One of the last tuning gigs I was involved with was related to a content recommendation system. The original implementation was a one by one translation of a statistics algorithms into SQL sentences. It generated a huge number of precalculations stored in a multi million record table that were later on reused when visitors were looking for content. It was even worse than that, as the result size grew exponentially with the number of users.

The solution involved creating a set of stored procedures that were able to calculate in submillisecond times the same results without needing to store any intermediate results. Ah, and I discovered a few bugs on the original implementation that rendered the results of all those precalculations incorrect. Overall the customer was very satisfied with the end result.

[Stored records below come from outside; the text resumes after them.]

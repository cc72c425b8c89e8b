//! Interaction tooling layered on the scene registries.

pub mod gestures;
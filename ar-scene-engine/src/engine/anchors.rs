//! Registry of spatial anchors.
//!
//! An anchor pins a pose in real-world space. Once an anchor has been
//! uploaded to the sharing service its cloud identifier is bound here and
//! stays immutable for the anchor's lifetime.

use bevy::prelude::*;
use std::collections::{HashMap, HashSet};

use crate::engine::transform;
use crate::error::SceneError;

/// World pose of an anchor: position plus rotation quaternion.
#[derive(Debug, Clone, Copy, PartialEq)]
pub struct Pose {
    pub position: Vec3,
    pub rotation: Quat,
}

impl Pose {
    pub const IDENTITY: Self = Self {
        position: Vec3::ZERO,
        rotation: Quat::IDENTITY,
    };

    /// Builds a pose from the host's flat column-major matrix. Scale is
    /// discarded — anchors carry position and rotation only.
    pub fn from_matrix(matrix: &[f32]) -> Result<Self, SceneError> {
        let d = transform::decompose(matrix)?;
        Ok(Self {
            position: d.position,
            rotation: transform::quat_from_euler(d.rotation),
        })
    }

    /// Pose in the host wire format.
    pub fn to_matrix(&self) -> [f32; 16] {
        Mat4::from_rotation_translation(self.rotation, self.position).to_cols_array()
    }
}

#[derive(Debug, Clone)]
pub struct AnchorEntry {
    pub pose: Pose,
    pub cloud_id: Option<String>,
    /// Names of nodes parented to this anchor.
    pub children: HashSet<String>,
}

#[derive(Resource, Default)]
pub struct AnchorRegistry {
    anchors: HashMap<String, AnchorEntry>,
}

impl AnchorRegistry {
    pub fn add(&mut self, name: &str, pose: Pose) -> Result<(), SceneError> {
        if self.anchors.contains_key(name) {
            return Err(SceneError::DuplicateName(name.to_string()));
        }
        self.anchors.insert(
            name.to_string(),
            AnchorEntry {
                pose,
                cloud_id: None,
                children: HashSet::new(),
            },
        );
        Ok(())
    }

    /// Removes an anchor, returning its entry so the caller can detach the
    /// children recorded on it.
    pub fn remove(&mut self, name: &str) -> Result<AnchorEntry, SceneError> {
        self.anchors
            .remove(name)
            .ok_or_else(|| SceneError::AnchorNotFound(name.to_string()))
    }

    pub fn get(&self, name: &str) -> Option<&AnchorEntry> {
        self.anchors.get(name)
    }

    pub fn get_mut(&mut self, name: &str) -> Option<&mut AnchorEntry> {
        self.anchors.get_mut(name)
    }

    pub fn contains(&self, name: &str) -> bool {
        self.anchors.contains_key(name)
    }

    /// Binds the cloud identifier the hosting service assigned. Fails with
    /// [`SceneError::AlreadyBound`] if one is already set — the binding is
    /// immutable for the anchor's lifetime.
    pub fn attach_cloud_id(&mut self, name: &str, cloud_id: &str) -> Result<(), SceneError> {
        let entry = self
            .anchors
            .get_mut(name)
            .ok_or_else(|| SceneError::AnchorNotFound(name.to_string()))?;
        if let Some(existing) = &entry.cloud_id {
            return Err(SceneError::AlreadyBound {
                anchor: name.to_string(),
                cloud_id: existing.clone(),
            });
        }
        entry.cloud_id = Some(cloud_id.to_string());
        Ok(())
    }

    pub fn attach_child(&mut self, anchor: &str, node: &str) -> Result<(), SceneError> {
        let entry = self
            .anchors
            .get_mut(anchor)
            .ok_or_else(|| SceneError::AnchorNotFound(anchor.to_string()))?;
        entry.children.insert(node.to_string());
        Ok(())
    }

    /// Drops the parent link for a node that was removed. Missing anchors
    /// are ignored — removal order between a node and its anchor is the
    /// host's business.
    pub fn detach_child(&mut self, anchor: &str, node: &str) {
        if let Some(entry) = self.anchors.get_mut(anchor) {
            entry.children.remove(node);
        }
    }
}

#[cfg(test)]
mod tests {
    use super::*;

    #[test]
    fn duplicate_anchor_name_is_rejected() {
        let mut registry = AnchorRegistry::default();
        registry.add("a1", Pose::IDENTITY).unwrap();
        assert_eq!(
            registry.add("a1", Pose::IDENTITY),
            Err(SceneError::DuplicateName("a1".to_string()))
        );
    }

    #[test]
    fn cloud_id_binds_once() {
        let mut registry = AnchorRegistry::default();
        registry.add("a1", Pose::IDENTITY).unwrap();
        registry.attach_cloud_id("a1", "cid-123").unwrap();
        assert_eq!(
            registry.attach_cloud_id("a1", "cid-456"),
            Err(SceneError::AlreadyBound {
                anchor: "a1".to_string(),
                cloud_id: "cid-123".to_string(),
            })
        );
        assert_eq!(
            registry.get("a1").unwrap().cloud_id.as_deref(),
            Some("cid-123")
        );
    }

    #[test]
    fn remove_reports_missing_anchor() {
        let mut registry = AnchorRegistry::default();
        assert_eq!(
            registry.remove("a1").unwrap_err(),
            SceneError::AnchorNotFound("a1".to_string())
        );
    }

    #[test]
    fn pose_matrix_round_trip() {
        let pose = Pose {
            position: Vec3::new(1.0, 2.0, 3.0),
            rotation: Quat::from_rotation_y(0.5),
        };
        let rebuilt = Pose::from_matrix(&pose.to_matrix()).unwrap();
        assert!((rebuilt.position - pose.position).length() < 1e-4);
        assert!(rebuilt.rotation.angle_between(pose.rotation) < 1e-4);
    }
}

After we were done with the testing and verification of results, something that is not an easy task with recommendation systems as it basically involves asking people if the results are more or less matching with their tastes, we set out to incorporate the changes to the live system.
Apart of creating the stored procedures, the changes in client application code amounted to five lines of code. Total. This is not unusual. And application down time was zero. Nothing. Users were using the old recommendation and in their next request they were using the new.

Application code changes are expensive, so usually the ratio of cost/benefit has to be quite high to be worth doing any performance optimization work in this area (except if you're dealing with SAP, of course, where everything is ABAP code)

Fact is, by its own design, SQL is an intermediate middleware layer sitting between application code and your data. Performance tuning happens mostly at the SQL layer or below. Seldom application code is changed.

Not so with Google AppEngine.

GAE SQL Dialect



GAE implements something remotely similar to a very small subset of SQL. Now, SELECT, FROM and WHERE have become so popular keywords that each time anyone wants to implement something even remotely related to a query language is using those keywords.

Be it WMI, Lotus Notes ODBC, GAE, Hibernate or whatever, they want to make it easy to learn at least the basics.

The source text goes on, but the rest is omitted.